Rebb Ford, creative director of Warframe, called Destiny 2's end of development “cataclysmic” and “unthinkable,” saying there is “no world where it makes sense” from the perspective of someone who enjoys videogames. His reaction highlights a familiar executive tension in games: when business-side priorities become the loudest voice in the room, even marquee franchises can be cut in ways that reshape competitor positioning and investor expectations.

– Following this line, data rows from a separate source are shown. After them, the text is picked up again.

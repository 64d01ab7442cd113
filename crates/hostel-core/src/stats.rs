//! Dashboard counters derived from the three mirrored lists.

use chrono::{DateTime, Utc};
use chrono_tz::Tz;
use serde::{Deserialize, Serialize};

use crate::models::{Alert, EntryLog, EntryType, Student};
use crate::time_utils::local_date;

/// Aggregate counters shown on the warden dashboard.
#[derive(Debug, Clone, Default, PartialEq, Eq, Serialize, Deserialize)]
pub struct DashboardStats {
    pub total_students: usize,
    pub active_students: usize,
    pub today_entries: usize,
    pub today_exits: usize,
    pub pending_alerts: usize,
    pub resolved_alerts: usize,
}

impl DashboardStats {
    /// Compute counters from the current lists.
    ///
    /// "Today" is the calendar day of `now` in `tz`; the entry log list is
    /// usually bounded, so today's counts cover only what it still holds.
    pub fn calculate(
        students: &[Student],
        entry_logs: &[EntryLog],
        alerts: &[Alert],
        now: DateTime<Utc>,
        tz: Tz,
    ) -> Self {
        let today = local_date(now, tz);
        let (today_entries, today_exits) = entry_logs
            .iter()
            .filter(|log| local_date(log.timestamp, tz) == today)
            .fold((0, 0), |(entries, exits), log| match log.entry_type {
                EntryType::Entry => (entries + 1, exits),
                EntryType::Exit => (entries, exits + 1),
            });

        let resolved_alerts = alerts.iter().filter(|a| a.is_resolved()).count();

        Self {
            total_students: students.len(),
            active_students: students.iter().filter(|s| s.is_active).count(),
            today_entries,
            today_exits,
            pending_alerts: alerts.len() - resolved_alerts,
            resolved_alerts,
        }
    }
}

Rebb Ford, the creative director of Warframe, did not mince words about Bungie ending Destiny 2 development. On a recent episode of the OnlyFrame podcast, Ford called the news “cataclysmic” and “unthinkable,” adding, “There is no world where it makes sense, from someone who enjoys videogames, that you can just do that. You can just end one of the biggest things to hit the gaming industry in the past 10 years.” That is the core shock here: Destiny 2 was not some niche side project. It was one of the biggest live-service games in the business, and Ford's reaction captures just how abrupt the decision looked from inside the broader games ecosystem.

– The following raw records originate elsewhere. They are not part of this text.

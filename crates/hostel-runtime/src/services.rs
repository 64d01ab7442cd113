//! Typed operations over the hostel tables.

use std::sync::Arc;

use chrono::{DateTime, NaiveDate, SecondsFormat, Utc};
use chrono_tz::Tz;
use hostel_core::error::{HostelError, Result};
use hostel_core::models::{
    Alert, AlertStatus, AlertUpdate, EntryLog, NewAlert, NewEntryLog, ProfileUpdate, Student,
    StudentDraft, UserProfile,
};
use hostel_core::time_utils::day_bounds;
use hostel_data::postgrest::{Query, PREFER_RETURN_REPRESENTATION};
use hostel_data::retry::retry;
use serde::de::DeserializeOwned;
use serde::Serialize;

use crate::api_client::{ApiClient, RequestOptions};

pub const STUDENTS: &str = "students";
pub const ENTRY_LOGS: &str = "entry_logs";
pub const ALERTS: &str = "alerts";
pub const PROFILES: &str = "profiles";

/// Reads and writes of students, entry logs, alerts and profiles.
///
/// Whole-list reads are paginated and retried; single-row reads and all
/// writes are one call each.
#[derive(Clone)]
pub struct HostelService {
    api: Arc<ApiClient>,
}

impl HostelService {
    pub fn new(api: Arc<ApiClient>) -> Self {
        Self { api }
    }

    pub fn api(&self) -> &Arc<ApiClient> {
        &self.api
    }

    // ── Students ──────────────────────────────────────────────────────────

    pub async fn list_students(&self) -> Result<Vec<Student>> {
        let query = Query::table(STUDENTS).order_desc("created_at");
        self.api.fetch_all_with_retry(&query).await
    }

    pub async fn get_student(&self, id: &str) -> Result<Option<Student>> {
        self.first(Query::table(STUDENTS).eq("id", id)).await
    }

    pub async fn create_student(&self, draft: &StudentDraft) -> Result<Student> {
        self.insert(STUDENTS, draft).await
    }

    pub async fn update_student(&self, id: &str, draft: &StudentDraft) -> Result<Student> {
        self.patch(STUDENTS, id, draft).await
    }

    pub async fn delete_student(&self, id: &str) -> Result<()> {
        self.delete(STUDENTS, id).await
    }

    // ── Entry logs ────────────────────────────────────────────────────────

    /// The `limit` most recent entry logs, newest first.
    pub async fn recent_entry_logs(&self, limit: u64) -> Result<Vec<EntryLog>> {
        let query = &Query::table(ENTRY_LOGS).order_desc("timestamp").limit(limit);
        let policy = self.api.policy();
        retry(policy.retry_attempts, policy.retry_delay, move || {
            self.api.fetch_query(query, RequestOptions::get())
        })
        .await
    }

    pub async fn entry_logs_for_student(&self, student_id: &str) -> Result<Vec<EntryLog>> {
        let query = Query::table(ENTRY_LOGS)
            .eq("student_id", student_id)
            .order_desc("timestamp");
        self.api.fetch_all_with_retry(&query).await
    }

    /// Entry logs with `start <= timestamp < end`, newest first.
    pub async fn entry_logs_between(
        &self,
        start: DateTime<Utc>,
        end: DateTime<Utc>,
    ) -> Result<Vec<EntryLog>> {
        let query = Query::table(ENTRY_LOGS)
            .gte("timestamp", start.to_rfc3339_opts(SecondsFormat::Secs, true))
            .lt("timestamp", end.to_rfc3339_opts(SecondsFormat::Secs, true))
            .order_desc("timestamp");
        self.api.fetch_all_with_retry(&query).await
    }

    /// Entry logs of one calendar day in `tz`.
    pub async fn entry_logs_on(&self, date: NaiveDate, tz: Tz) -> Result<Vec<EntryLog>> {
        let (start, end) = day_bounds(date, tz);
        self.entry_logs_between(start, end).await
    }

    pub async fn create_entry_log(&self, log: &NewEntryLog) -> Result<EntryLog> {
        self.insert(ENTRY_LOGS, log).await
    }

    // ── Alerts ────────────────────────────────────────────────────────────

    pub async fn list_alerts(&self, status: Option<AlertStatus>) -> Result<Vec<Alert>> {
        let mut query = Query::table(ALERTS);
        if let Some(status) = status {
            query = query.eq("status", status.as_str());
        }
        self.api
            .fetch_all_with_retry(&query.order_desc("timestamp"))
            .await
    }

    pub async fn create_alert(&self, alert: &NewAlert) -> Result<Alert> {
        self.insert(ALERTS, alert).await
    }

    pub async fn update_alert(&self, id: &str, update: &AlertUpdate) -> Result<Alert> {
        self.patch(ALERTS, id, update).await
    }

    /// Mark an alert resolved by `resolved_by` at `at`.
    pub async fn resolve_alert(
        &self,
        id: &str,
        resolved_by: &str,
        notes: Option<String>,
        at: DateTime<Utc>,
    ) -> Result<Alert> {
        let update = AlertUpdate {
            status: Some(AlertStatus::Resolved),
            resolved_by: Some(resolved_by.to_string()),
            resolved_at: Some(at),
            notes,
        };
        self.update_alert(id, &update).await
    }

    pub async fn delete_alert(&self, id: &str) -> Result<()> {
        self.delete(ALERTS, id).await
    }

    // ── Profiles ──────────────────────────────────────────────────────────

    /// Latest profile row for an auth user.
    pub async fn get_profile(&self, user_id: &str) -> Result<Option<UserProfile>> {
        let query = Query::table(PROFILES)
            .eq("user_id", user_id)
            .order_desc("updated_at");
        self.first(query).await
    }

    pub async fn update_profile(&self, user_id: &str, update: &ProfileUpdate) -> Result<UserProfile> {
        let query = Query::write(PROFILES).eq("user_id", user_id);
        let rows: Vec<UserProfile> = self.write(&query, RequestOptions::patch(to_body(update)?)).await?;
        single(rows, PROFILES)
    }

    // ── Plumbing ──────────────────────────────────────────────────────────

    async fn first<T: DeserializeOwned>(&self, query: Query) -> Result<Option<T>> {
        let rows: Vec<T> = self
            .api
            .fetch_query(&query.limit(1), RequestOptions::get())
            .await?;
        Ok(rows.into_iter().next())
    }

    async fn insert<B: Serialize, T: DeserializeOwned>(&self, table: &str, body: &B) -> Result<T> {
        let rows = self
            .write(&Query::write(table), RequestOptions::post(to_body(body)?))
            .await?;
        single(rows, table)
    }

    async fn patch<B: Serialize, T: DeserializeOwned>(&self, table: &str, id: &str, body: &B) -> Result<T> {
        let query = Query::write(table).eq("id", id);
        let rows = self
            .write(&query, RequestOptions::patch(to_body(body)?))
            .await?;
        single(rows, table)
    }

    async fn delete(&self, table: &str, id: &str) -> Result<()> {
        let query = Query::write(table).eq("id", id);
        let _: serde_json::Value = self.api.fetch_query(&query, RequestOptions::delete()).await?;
        tracing::info!(table, id, "row deleted");
        Ok(())
    }

    async fn write<T: DeserializeOwned>(&self, query: &Query, options: RequestOptions) -> Result<Vec<T>> {
        let options = options.with_header(PREFER_RETURN_REPRESENTATION.0, PREFER_RETURN_REPRESENTATION.1);
        self.api.fetch_query(query, options).await
    }
}

fn to_body<B: Serialize>(body: &B) -> Result<serde_json::Value> {
    Ok(serde_json::to_value(body)?)
}

/// The one row a write echoed back.
fn single<T>(rows: Vec<T>, table: &str) -> Result<T> {
    rows.into_iter()
        .next()
        .ok_or_else(|| HostelError::InvalidResponse(format!("no {table} row returned")))
}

Ford's bigger point was not just emotional, either. He said the moment showed “what happens when the business side of things” becomes the biggest voice in the room, and he stressed that he and Cohh Carnage have “emphasized with gusto how much we hate when that becomes the biggest voice in the room.” In other words, the outrage is less about nostalgia and more about governance. Live-service games are long, expensive, and dependent on constant support, which means the people holding the budget often have enormous leverage over creative teams. When that leverage leads to a shutdown of a flagship franchise, the signal to the rest of the industry is brutal: even a giant can be stopped if the numbers no longer justify the road ahead.
That is part of why Ford's comments landed with extra weight. Warframe is Destiny 2's best-known competitor, so he is not speaking from the sidelines of gaming culture. The two games overlap in audience but differ sharply in tone and design. Destiny 2 obsesses over “the most minute gun stats,” while Warframe, as the source puts it, is “viscerally weird,” the kind of game that can get Werner Herzog to talk about being “cursed to walk through this senseless universe in living metal, haunted by dreams.” Warframe has not matched Destiny 2's peaks on Steam and is not generally viewed as as polished, but it has survived for years with a steady, sizable audience. That endurance matters. In a category where engagement can vanish fast, longevity is a competitive moat all by itself.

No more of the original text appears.